#### Exercise aim:
Reproduce the records that follow exactly as they are written.

#### Given records:
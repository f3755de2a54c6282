//! Posting order for a set of interdependent new resources.

use crate::core::error::{AgoraError, Result};
use crate::core::meta_api::MetaApi;
use crate::core::types::Resource;
use std::collections::{BTreeSet, HashMap};

/// Order `resources` so that every resource comes after everything it
/// references (parent or reference-typed field) within the set.
///
/// Returns indices into `resources`. Among resources that are ready at the
/// same time, the one earlier in the input goes first. A resource may be
/// referenced by its path or by its first-version placeholder.
pub fn sort_topologically(resources: &[Resource], meta: &MetaApi) -> Result<Vec<usize>> {
    let mut by_path: HashMap<String, usize> = HashMap::new();
    for (i, resource) in resources.iter().enumerate() {
        by_path.insert(resource.path.to_string(), i);
        if let Some(first) = &resource.first_version_path {
            by_path.insert(first.to_string(), i);
        }
    }

    let mut dependents: Vec<BTreeSet<usize>> = vec![BTreeSet::new(); resources.len()];
    let mut in_degree = vec![0usize; resources.len()];
    for (i, resource) in resources.iter().enumerate() {
        let deps: BTreeSet<usize> = resource
            .referenced_paths(meta)
            .iter()
            .filter_map(|p| by_path.get(p).copied())
            .filter(|&j| j != i)
            .collect();
        in_degree[i] = deps.len();
        for j in deps {
            dependents[j].insert(i);
        }
    }

    let mut ready: BTreeSet<usize> = (0..resources.len()).filter(|&i| in_degree[i] == 0).collect();
    let mut order = Vec::with_capacity(resources.len());
    while let Some(i) = ready.pop_first() {
        order.push(i);
        for &d in &dependents[i] {
            in_degree[d] -= 1;
            if in_degree[d] == 0 {
                ready.insert(d);
            }
        }
    }

    if order.len() < resources.len() {
        let stuck = (0..resources.len())
            .filter(|i| in_degree[*i] > 0)
            .map(|i| resources[i].path.to_string())
            .collect();
        return Err(AgoraError::CyclicReference(stuck));
    }
    Ok(order)
}

#[cfg(test)]
mod tests {
    use super::*;
    use crate::core::types::{ResourcePath, Sheet};
    use serde_json::json;

    fn meta() -> MetaApi {
        MetaApi::from_value(json!({
            "sheets": {
                "adhocracy_core.sheets.versions.IVersionable": {"fields": [
                    {"name": "follows", "readable": true, "creatable": true,
                     "valuetype": "adhocracy_core.schema.AbsolutePath", "containertype": "list"}
                ]},
                "s.IRef": {"fields": [
                    {"name": "target", "readable": true, "editable": true,
                     "valuetype": "adhocracy_core.schema.AbsolutePath"}
                ]}
            },
            "resources": {"r.I": {"sheets": []}, "r.V": {"sheets": []}}
        }))
        .unwrap()
    }

    #[test]
    fn test_version_after_item() {
        let mut item = Resource::new("r.I", ResourcePath::Preliminary(0))
            .with_parent(ResourcePath::real("/pool/"));
        item.first_version_path = Some(ResourcePath::Preliminary(1));
        let mut version = Resource::new("r.V", ResourcePath::Preliminary(2))
            .with_parent(ResourcePath::Preliminary(0));
        version.set_follows(&ResourcePath::Preliminary(1));

        let order = sort_topologically(&[version, item], &meta()).unwrap();
        assert_eq!(order, vec![1, 0]);
    }

    #[test]
    fn test_independent_keep_input_order() {
        let a = Resource::new("r.I", ResourcePath::Preliminary(0));
        let b = Resource::new("r.I", ResourcePath::Preliminary(1));
        let c = Resource::new("r.I", ResourcePath::Preliminary(2));
        assert_eq!(sort_topologically(&[a, b, c], &meta()).unwrap(), vec![0, 1, 2]);
    }

    #[test]
    fn test_stable_among_ready() {
        // c references a; b is independent.
        let a = Resource::new("r.I", ResourcePath::Preliminary(0));
        let c = Resource::new("r.I", ResourcePath::Preliminary(2)).with_sheet(
            "s.IRef",
            Sheet::new().with("target", "@0"),
        );
        let b = Resource::new("r.I", ResourcePath::Preliminary(1));
        assert_eq!(sort_topologically(&[c, b, a], &meta()).unwrap(), vec![1, 2, 0]);
    }

    #[test]
    fn test_cycle_detected() {
        let a = Resource::new("r.I", ResourcePath::Preliminary(0))
            .with_sheet("s.IRef", Sheet::new().with("target", "@1"));
        let b = Resource::new("r.I", ResourcePath::Preliminary(1))
            .with_sheet("s.IRef", Sheet::new().with("target", "@0"));
        let err = sort_topologically(&[a, b], &meta()).unwrap_err();
        assert_eq!(err, AgoraError::CyclicReference(vec!["@0".into(), "@1".into()]));
    }

    #[test]
    fn test_self_reference_ignored() {
        let a = Resource::new("r.I", ResourcePath::Preliminary(0))
            .with_sheet("s.IRef", Sheet::new().with("target", "@0"));
        assert_eq!(sort_topologically(&[a], &meta()).unwrap(), vec![0]);
    }

    #[test]
    fn test_external_references_ignored() {
        let a = Resource::new("r.I", ResourcePath::Preliminary(0))
            .with_parent(ResourcePath::real("/pool/"))
            .with_sheet("s.IRef", Sheet::new().with("target", "/elsewhere/"));
        assert_eq!(sort_topologically(&[a], &meta()).unwrap(), vec![0]);
    }
}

#### Response to this task:
repository f3755de2a54c6282
//! Posting order for a set of interdependent new resources.

use crate::core::error::{AgoraError, Result};
use crate::core::meta_api::MetaApi;
use crate::core::types::Resource;
use std::collections::{BTreeSet, HashMap};

/// Order `resources` so that every resource comes after everything it
/// references (parent or reference-typed field) within the set.
///
/// Returns indices into `resources`. Among resources that are ready at the
/// same time, the one earlier in the input goes first. A resource may be
/// referenced by its path or by its first-version placeholder.
pub fn sort_topologically(resources: &[Resource], meta: &MetaApi) -> Result<Vec<usize>> {
    let mut by_path: HashMap<String, usize> = HashMap::new();
    for (i, resource) in resources.iter().enumerate() {
        by_path.insert(resource.path.to_string(), i);
        if let Some(first) = &resource.first_version_path {
            by_path.insert(first.to_string(), i);
        }
    }

    let mut dependents: Vec<BTreeSet<usize>> = vec![BTreeSet::new(); resources.len()];
    let mut in_degree = vec![0usize; resources.len()];
    for (i, resource) in resources.iter().enumerate() {
        let deps: BTreeSet<usize> = resource
            .referenced_paths(meta)
            .iter()
            .filter_map(|p| by_path.get(p).copied())
            .filter(|&j| j != i)
            .collect();
        in_degree[i] = deps.len();
        for j in deps {
            dependents[j].insert(i);
        }
    }

    let mut ready: BTreeSet<usize> = (0..resources.len()).filter(|&i| in_degree[i] == 0).collect();
    let mut order = Vec::with_capacity(resources.len());
    while let Some(i) = ready.pop_first() {
        order.push(i);
        for &d in &dependents[i] {
            in_degree[d] -= 1;
            if in_degree[d] == 0 {
                ready.insert(d);
            }
        }
    }

    if order.len() < resources.len() {
        let stuck = (0..resources.len())
            .filter(|i| in_degree[*i] > 0)
            .map(|i| resources[i].path.to_string())
            .collect();
        return Err(AgoraError::CyclicReference(stuck));
    }
    Ok(order)
}

#[cfg(test)]
mod tests {
    use super::*;
    use crate::core::types::{ResourcePath, Sheet};
    use serde_json::json;

    fn meta() -> MetaApi {
        MetaApi::from_value(json!({
            "sheets": {
                "adhocracy_core.sheets.versions.IVersionable": {"fields": [
                    {"name": "follows", "readable": true, "creatable": true,
                     "valuetype": "adhocracy_core.schema.AbsolutePath", "containertype": "list"}
                ]},
                "s.IRef": {"fields": [
                    {"name": "target", "readable": true, "editable": true,
                     "valuetype": "adhocracy_core.schema.AbsolutePath"}
                ]}
            },
            "resources": {"r.I": {"sheets": []}, "r.V": {"sheets": []}}
        }))
        .unwrap()
    }

    #[test]
    fn test_version_after_item() {
        let mut item = Resource::new("r.I", ResourcePath::Preliminary(0))
            .with_parent(ResourcePath::real("/pool/"));
        item.first_version_path = Some(ResourcePath::Preliminary(1));
        let mut version = Resource::new("r.V", ResourcePath::Preliminary(2))
            .with_parent(ResourcePath::Preliminary(0));
        version.set_follows(&ResourcePath::Preliminary(1));

        let order = sort_topologically(&[version, item], &meta()).unwrap();
        assert_eq!(order, vec![1, 0]);
    }

    #[test]
    fn test_independent_keep_input_order() {
        let a = Resource::new("r.I", ResourcePath::Preliminary(0));
        let b = Resource::new("r.I", ResourcePath::Preliminary(1));
        let c = Resource::new("r.I", ResourcePath::Preliminary(2));
        assert_eq!(sort_topologically(&[a, b, c], &meta()).unwrap(), vec![0, 1, 2]);
    }

    #[test]
    fn test_stable_among_ready() {
        // c references a; b is independent.
        let a = Resource::new("r.I", ResourcePath::Preliminary(0));
        let c = Resource::new("r.I", ResourcePath::Preliminary(2)).with_sheet(
            "s.IRef",
            Sheet::new().with("target", "@0"),
        );
        let b = Resource::new("r.I", ResourcePath::Preliminary(1));
        assert_eq!(sort_topologically(&[c, b, a], &meta()).unwrap(), vec![1, 2, 0]);
    }

    #[test]
    fn test_cycle_detected() {
        let a = Resource::new("r.I", ResourcePath::Preliminary(0))
            .with_sheet("s.IRef", Sheet::new().with("target", "@1"));
        let b = Resource::new("r.I", ResourcePath::Preliminary(1))
            .with_sheet("s.IRef", Sheet::new().with("target", "@0"));
        let err = sort_topologically(&[a, b], &meta()).unwrap_err();
        assert_eq!(err, AgoraError::CyclicReference(vec!["@0".into(), "@1".into()]));
    }

    #[test]
    fn test_self_reference_ignored() {
        let a = Resource::new("r.I", ResourcePath::Preliminary(0))
            .with_sheet("s.IRef", Sheet::new().with("target", "@0"));
        assert_eq!(sort_topologically(&[a], &meta()).unwrap(), vec![0]);
    }

    #[test]
    fn test_external_references_ignored() {
        let a = Resource::new("r.I", ResourcePath::Preliminary(0))
            .with_parent(ResourcePath::real("/pool/"))
            .with_sheet("s.IRef", Sheet::new().with("target", "/elsewhere/"));
        assert_eq!(sort_topologically(&[a], &meta()).unwrap(), vec![0]);
    }
}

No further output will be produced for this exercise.